There are things I never understood.
Long, long ago, back when our President was a bald guy who everyone liked, or so the buttons said, I was a Cub Scout. America was different back then and us little toddlers in blue were given knives (two one for the pocket, one for the belt in a sheath) and hatchets to hack firewood with.
No, I never even heard of one of us hurting anyone with those. Who would do that? The knives were for whittling and cutting rope, not much more.
Alas just before I turned 11 and had to leave my Cub Scout pack and join the Boy Scouts I lost my Official Cub Scout Pocket Knife. Not really my fault I think. There was a little brass fitting on my belt the knive's loop hooked on. One day I discovered at the end of the day that sometime during the day the brass fitting had fallen off the the belt. I was devastated and visited every place I had been but never found it.

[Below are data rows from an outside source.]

use serde::{Deserialize, Serialize};

use crate::error::{ClassifierError, Result};

#[derive(Debug, Clone, Copy, PartialEq, Eq, Serialize, Deserialize)]
#[serde(rename_all = "lowercase")]
pub enum Activation {
    Identity,
    Relu,
    Softmax,
}

/// Shape and activation of one fully-connected layer.
#[derive(Debug, Clone, Copy, PartialEq, Eq, Serialize, Deserialize)]
pub struct LayerSpec {
    pub input_dim: usize,
    pub output_dim: usize,
    pub activation: Activation,
}

impl LayerSpec {
    pub fn new(input_dim: usize, output_dim: usize, activation: Activation) -> Self {
        Self {
            input_dim,
            output_dim,
            activation,
        }
    }

    /// Shape of the weight matrix: `[output_dim, input_dim]`.
    pub fn weight_shape(&self) -> [usize; 2] {
        [self.output_dim, self.input_dim]
    }
}

/// Checks that `specs` is non-empty, has no zero-sized layer, and that every
/// layer feeds the next one.
pub fn validate_chain(specs: &[LayerSpec]) -> Result<()> {
    if specs.is_empty() {
        return Err(ClassifierError::InvalidShape(
            "architecture has no layers".to_string(),
        ));
    }
    for (i, spec) in specs.iter().enumerate() {
        if spec.input_dim == 0 || spec.output_dim == 0 {
            return Err(ClassifierError::InvalidShape(format!(
                "layer {} has a zero dimension ({} -> {})",
                i, spec.input_dim, spec.output_dim
            )));
        }
    }
    for (i, pair) in specs.windows(2).enumerate() {
        if pair[0].output_dim != pair[1].input_dim {
            return Err(ClassifierError::InvalidShape(format!(
                "layer {} outputs {} but layer {} expects {}",
                i,
                pair[0].output_dim,
                i + 1,
                pair[1].input_dim
            )));
        }
    }
    Ok(())
}

#[derive(Debug, Clone, PartialEq, Serialize, Deserialize)]
pub struct ModelConfig {
    /// Width of each hidden ReLU layer, input side first.
    pub hidden_widths: Vec<usize>,
}

impl Default for ModelConfig {
    fn default() -> Self {
        Self {
            hidden_widths: vec![50],
        }
    }
}

impl ModelConfig {
    /// The layer stack for a network mapping `feature_dim` inputs to
    /// `label_dim` softmax outputs.
    pub fn layer_specs(&self, feature_dim: usize, label_dim: usize) -> Result<Vec<LayerSpec>> {
        if feature_dim == 0 || label_dim == 0 {
            return Err(ClassifierError::InvalidShape(format!(
                "feature_dim={} label_dim={} must both be positive",
                feature_dim, label_dim
            )));
        }
        if let Some(pos) = self.hidden_widths.iter().position(|&w| w == 0) {
            return Err(ClassifierError::InvalidShape(format!(
                "hidden layer {} has width 0",
                pos
            )));
        }

        let mut specs = Vec::with_capacity(self.hidden_widths.len() + 1);
        let mut fan_in = feature_dim;
        for &width in &self.hidden_widths {
            specs.push(LayerSpec::new(fan_in, width, Activation::Relu));
            fan_in = width;
        }
        specs.push(LayerSpec::new(fan_in, label_dim, Activation::Softmax));
        Ok(specs)
    }
}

My parents did not share my concern as next week I was getting my Boy Scout uniforms and of course I would get a new official Boy Scout knife. Two and a new hatchet too. And even an actual ax. Cool.
I can't tell you how unhappy I was to learn the Boy Scout pocket knife was inferior to the Cub Scout knife. You see the Cub Scout Knife had a blade lock to keep the blade from closing on your fingers. The Boy Scout knife didn't. It was less than a week before the Boy Scout knife closed on my fingers during a routine slicing of something or other. Drip, drip, drip went my bloody finger. Some Boy Scouts still had their superior Cub Scout knives, but Local BSA Council policy was Boy Scouts may not use Cub Scout equipment. I even raided my piggy bank and went to Bobkopffs (the official store for buying scout equipment) and after the 3rd time the knife closed on my fingers tried to buy a Cub Scout knife. The man looked at my Scout ID Card and refused to sell me a piece of Cub Scout equipment. The only thing he was willing to sell me was another dumb Boy Scout jackknife. Not interested. Instead I went to a cigar store and bought a cheap Black Cat K-55 knife from Germany. A cheap stamped knife probably better for fighting as many were used for that, BUT it had a blade that locked. AND because it was not Cub Scout equipment it was okay to carry a K-55. Weird rational that. In the next decade I went through a dozen K-55 knives. Riveted, their rivets kept popping out if you tried to pry anything open with them or use the blade as a screw driver. Whatever. I could buy 4 K-55s for the price of one Boy Scout jackknife, and it did not slice my fingers. The blades would bend (being pot metal), but they didn't slam closed on my fingers and that was important.
Anyway, half a century later, guess what I found online? YES!!! At last, a 'new in box' Cub Scout Jackknife just like the one I lost so long, long ago.
Happy I am to put it away in my box of things from my childhood.